Par ailleurs, le Gouvernement affirme que personne ne se trouvait par hasard sur la place concernée le 1er mai 2011 à 15 heures. À cet égard, il se fonde notamment sur les violences des années précédentes, sur les appels de groupes d’extrême gauche, sur le port de masque à Kanzleiareal, où les requérants ne se trouvaient pas, et sur les débordements qui se sont produits à Zurich durant la partie officielle des festivités du 1er mai 2011.
La Cour constate qu’il s’agit d’éléments probants généraux qui n’ont pas vocation à prouver la participation des requérants à la manifestation illégale, puisqu’il leur manque tout caractère probant individuel. Ces éléments sont dès lors inefficaces pour démontrer l’intention des intéressés de commettre un acte illégal.

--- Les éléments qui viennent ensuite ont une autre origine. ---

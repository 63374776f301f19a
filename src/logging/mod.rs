//! Tracing subscriber initialization.
//!
//! The terminal belongs to the UI, so diagnostics go to a log file.
//! Follow them with `tail -f` from another terminal.

use std::path::{Path, PathBuf};
use thiserror::Error;
use tracing_subscriber::EnvFilter;

/// Filter directive used when `RUST_LOG` is unset or invalid.
pub const DEFAULT_FILTER: &str = "info";

/// Error type for logging initialization failures.
#[derive(Debug, Error)]
pub enum LoggingError {
    /// Failed to create log directory
    #[error("Failed to create log directory at {path:?}: {source}")]
    DirectoryCreation {
        /// The directory path that failed to be created
        path: PathBuf,
        /// The underlying I/O error
        #[source]
        source: std::io::Error,
    },

    /// Log path has no usable file name or parent directory
    #[error("Invalid log file path: {0:?}")]
    InvalidPath(PathBuf),

    /// Tracing subscriber already initialized
    #[error("Tracing subscriber already initialized")]
    SubscriberAlreadySet,
}

/// Split a log file path into the directory and file name the appender wants.
///
/// A bare file name resolves to the current directory.
pub fn split_log_path(log_path: &Path) -> Result<(PathBuf, String), LoggingError> {
    let file_name = log_path
        .file_name()
        .and_then(|n| n.to_str())
        .ok_or_else(|| LoggingError::InvalidPath(log_path.to_path_buf()))?;

    let directory = match log_path.parent() {
        Some(parent) if !parent.as_os_str().is_empty() => parent.to_path_buf(),
        _ => PathBuf::from("."),
    };

    Ok((directory, file_name.to_string()))
}

/// Build the level filter from `RUST_LOG`, falling back to [`DEFAULT_FILTER`].
pub fn env_filter() -> EnvFilter {
    EnvFilter::try_from_default_env().unwrap_or_else(|_| EnvFilter::new(DEFAULT_FILTER))
}

/// Install the global subscriber, appending plain-text lines to `log_path`.
///
/// Creates the log directory if needed. Can only succeed once per process.
///
/// # Errors
///
/// Returns an error if the path is unusable, the directory cannot be
/// created, or a subscriber is already installed.
pub fn init(log_path: &Path) -> Result<(), LoggingError> {
    let (directory, file_name) = split_log_path(log_path)?;

    std::fs::create_dir_all(&directory).map_err(|source| LoggingError::DirectoryCreation {
        path: directory.clone(),
        source,
    })?;

    let file_appender = tracing_appender::rolling::never(&directory, file_name);

    tracing_subscriber::fmt()
        .with_env_filter(env_filter())
        .with_writer(file_appender)
        .with_ansi(false)
        .try_init()
        .map_err(|_| LoggingError::SubscriberAlreadySet)
}
//! TUI rendering and terminal management (impure shell)

pub mod constants;
mod help;
pub mod layout;
pub mod pagination;
mod results;
pub mod sanitize;
mod search_input;
pub mod styles;
pub mod suggestions;

pub use help::render_help_overlay;
pub use layout::{calculate_areas, render_layout, ScreenAreas};
pub use pagination::{control_at_column, page_bar_text, page_segments, PageSegment};
pub use search_input::SearchInput;
pub use styles::{ColorConfig, Palette};

use crate::client::Dispatcher;
use crate::config::KeyBindings;
use crate::model::Command;
use crate::state::{handle_action, handle_char, AppState};
use constants::TICK_INTERVAL_MS;
use crossterm::{
    event::{
        self, DisableMouseCapture, EnableMouseCapture, Event, KeyCode, KeyEvent, KeyEventKind,
        KeyModifiers, MouseButton, MouseEvent, MouseEventKind,
    },
    terminal::{disable_raw_mode, enable_raw_mode, EnterAlternateScreen, LeaveAlternateScreen},
    ExecutableCommand,
};
use ratatui::{
    backend::{Backend, CrosstermBackend},
    layout::Position,
    Terminal,
};
use std::io::{self, Stdout};
use std::time::{Duration, Instant};
use thiserror::Error;
use tracing::{debug, info};

/// Errors that can occur during TUI operations
#[derive(Debug, Error)]
pub enum TuiError {
    /// IO error during terminal operations
    #[error("Terminal IO error: {0}")]
    Io(#[from] io::Error),
}

/// How long the event loop may block before the next debounce deadline or
/// completion check.
pub fn poll_timeout(now: Instant, deadline: Option<Instant>) -> Duration {
    let tick = Duration::from_millis(TICK_INTERVAL_MS);
    match deadline {
        Some(deadline) => tick.min(deadline.saturating_duration_since(now)),
        None => tick,
    }
}

/// Main TUI application
///
/// Generic over backend to support testing with TestBackend
pub struct TuiApp<B>
where
    B: Backend,
{
    terminal: Terminal<B>,
    app_state: AppState,
    key_bindings: KeyBindings,
    dispatcher: Dispatcher,
    colors: ColorConfig,
    /// Regions of the last drawn frame (for mouse hit-testing)
    last_areas: ScreenAreas,
}

impl TuiApp<CrosstermBackend<Stdout>> {
    /// Create and initialize a new TUI application
    ///
    /// Sets up terminal in raw mode with alternate screen and mouse capture
    pub fn new(
        app_state: AppState,
        dispatcher: Dispatcher,
        colors: ColorConfig,
    ) -> Result<Self, TuiError> {
        enable_raw_mode()?;
        let mut stdout = io::stdout();
        stdout.execute(EnterAlternateScreen)?;
        stdout.execute(EnableMouseCapture)?;
        let terminal = Terminal::new(CrosstermBackend::new(stdout))?;

        Ok(Self::with_terminal(terminal, app_state, dispatcher, colors))
    }

    /// Run the main event loop
    ///
    /// Returns when the user quits (Ctrl+C). Blocks in `event::poll` until
    /// input arrives, the debounce deadline passes, or the tick elapses so
    /// finished requests get drained.
    pub fn run(&mut self) -> Result<(), TuiError> {
        self.draw()?;

        loop {
            let timeout = poll_timeout(Instant::now(), self.app_state.next_deadline());

            let mut dirty = false;
            if event::poll(timeout)? {
                let event = event::read()?;
                dirty |= self.handle_event(event, Instant::now());
            }
            dirty |= self.pump(Instant::now());

            if self.app_state.should_quit() {
                info!("quit requested");
                return Ok(());
            }
            if dirty {
                self.draw()?;
            }
        }
    }
}

impl<B> TuiApp<B>
where
    B: Backend,
{
    /// Wrap an already initialized terminal.
    pub fn with_terminal(
        terminal: Terminal<B>,
        app_state: AppState,
        dispatcher: Dispatcher,
        colors: ColorConfig,
    ) -> Self {
        Self {
            terminal,
            app_state,
            key_bindings: KeyBindings::default(),
            dispatcher,
            colors,
            last_areas: ScreenAreas::default(),
        }
    }

    /// Application state.
    pub fn app_state(&self) -> &AppState {
        &self.app_state
    }

    /// Terminal, for inspecting the rendered buffer.
    pub fn terminal(&self) -> &Terminal<B> {
        &self.terminal
    }

    /// Search for `query` right away, e.g. from the command line.
    pub fn search_for(&mut self, query: &str) {
        let command = self.app_state.search_for(query);
        self.dispatch(command);
    }

    /// Apply one terminal event. Returns true if the screen needs a redraw.
    pub fn handle_event(&mut self, event: Event, now: Instant) -> bool {
        match event {
            Event::Key(key) => {
                self.handle_key(key, now);
                true
            }
            Event::Mouse(mouse) => self.handle_mouse(mouse),
            Event::Resize(..) => true,
            _ => false,
        }
    }

    /// Fire a due debounce timer and apply finished requests.
    ///
    /// Returns true if anything changed.
    pub fn pump(&mut self, now: Instant) -> bool {
        let mut changed = false;

        if let Some(command) = self.app_state.tick(now) {
            self.dispatcher.dispatch(command);
            changed = true;
        }

        for completion in self.dispatcher.drain() {
            if self.app_state.apply_completion(completion) {
                changed = true;
            } else {
                debug!("stale completion dropped");
            }
        }

        changed
    }

    /// Render one frame and remember its regions.
    pub fn draw(&mut self) -> Result<(), TuiError> {
        let state = &self.app_state;
        let palette = Palette::new(state.theme(), self.colors);
        let mut areas = ScreenAreas::default();

        self.terminal
            .draw(|frame| areas = render_layout(frame, state, &palette))?;

        self.last_areas = areas;
        Ok(())
    }

    fn dispatch(&mut self, command: Option<Command>) {
        if let Some(command) = command {
            self.dispatcher.dispatch(command);
        }
    }

    fn handle_key(&mut self, key: KeyEvent, now: Instant) {
        if key.kind == KeyEventKind::Release {
            return;
        }

        let command = if let Some(action) = self.key_bindings.get(key) {
            handle_action(&mut self.app_state, action, now)
        } else {
            match key.code {
                KeyCode::Char(ch)
                    if key.modifiers == KeyModifiers::NONE
                        || key.modifiers == KeyModifiers::SHIFT =>
                {
                    handle_char(&mut self.app_state, ch, now);
                }
                _ => {}
            }
            None
        };

        self.dispatch(command);
    }

    fn handle_mouse(&mut self, mouse: MouseEvent) -> bool {
        match mouse.kind {
            MouseEventKind::Down(MouseButton::Left) => {
                let command = self.handle_click(mouse.column, mouse.row);
                self.dispatch(command);
                true
            }
            MouseEventKind::ScrollDown => {
                self.app_state.scroll_results_down();
                true
            }
            MouseEventKind::ScrollUp => {
                self.app_state.scroll_results_up();
                true
            }
            _ => false,
        }
    }

    fn handle_click(&mut self, column: u16, row: u16) -> Option<Command> {
        if self.app_state.help_visible() {
            self.app_state.toggle_help();
            return None;
        }

        let position = Position::new(column, row);

        if let Some((area, content)) = &self.last_areas.dropdown {
            if area.contains(position) {
                let index = suggestions::item_at_row(*area, content, row)?;
                return self.app_state.commit_suggestion(index);
            }
        }

        if !self.last_areas.input.contains(position) {
            self.app_state.click_outside();
        }

        if let Some(area) = self.last_areas.pagination.filter(|a| a.contains(position)) {
            let target = self.app_state.session().pagination().and_then(|pagination| {
                control_at_column(area, &pagination.controls(), column)
                    .and_then(|control| control.target(pagination.current_page()))
            });
            if let Some(page) = target {
                self.app_state.go_to_page(page);
            }
        }

        None
    }
}

/// Initialize and run the TUI application
///
/// Handles terminal setup, runs the event loop, and ensures cleanup on exit.
///
/// Note: Logging must be initialized by caller before calling this function.
pub fn run(
    app_state: AppState,
    dispatcher: Dispatcher,
    colors: ColorConfig,
    initial_query: Option<&str>,
) -> Result<(), TuiError> {
    let mut app = TuiApp::new(app_state, dispatcher, colors)?;

    if let Some(query) = initial_query {
        app.search_for(query);
    }

    // Run the app and ensure cleanup happens even on error
    let result = app.run();

    // Always restore terminal state
    restore_terminal()?;

    result
}

/// Restore terminal to normal state
///
/// Disables raw mode, mouse capture, and leaves alternate screen
fn restore_terminal() -> Result<(), TuiError> {
    disable_raw_mode()?;
    io::stdout().execute(DisableMouseCapture)?;
    io::stdout().execute(LeaveAlternateScreen)?;
    Ok(())
}

#[cfg(test)]
#[path = "mod_tests.rs"]
mod tests;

Aucun élément ne permet de croire que les requérants étaient sur le point de commettre eux-mêmes une infraction, les autorités suisses n’ont du reste procédé à aucune poursuite à leur encontre. De plus, sous l’angle de la proportionnalité et de la nécessité, la détention doit être à même d’atteindre le but recherché, soit d’empêcher la commission d’une infraction grave. Comme la Cour l’a mentionné sous l’angle du second volet de l’article 5 § 1 let. b de la Convention, les requérants ne se trouvaient pas à l’endroit où des signes laissaient supposer qu’une manifestation illégale aurait lieu.
Étant donné qu’aucune preuve ne démontre que les intéressés étaient sur le point de commettre une infraction, le second volet de l’article 5 § 1 let. c ne peut entrer en ligne de compte pour justifier la mesure litigieuse. Enfin, comme la Cour l’a dit précédemment sous l’angle du second volet de l’article 5 § 1 let. b, le cordon formé par la police empêchait déjà la commission d’une infraction. Dès lors, la détention subséquente n’était plus nécessaire. Compte tenu de ce qui précède, la Cour ne saurait considérer que les autorités internes ont procédé à une balance des intérêts appropriés entre la nécessité d’empêcher la commission d’une infraction pénale, d’une part, et le droit à la liberté des requérants, d’autre part. Partant, la mesure litigieuse n’était pas justifiée au regard de l’article 5 § 1 let. c de la Convention».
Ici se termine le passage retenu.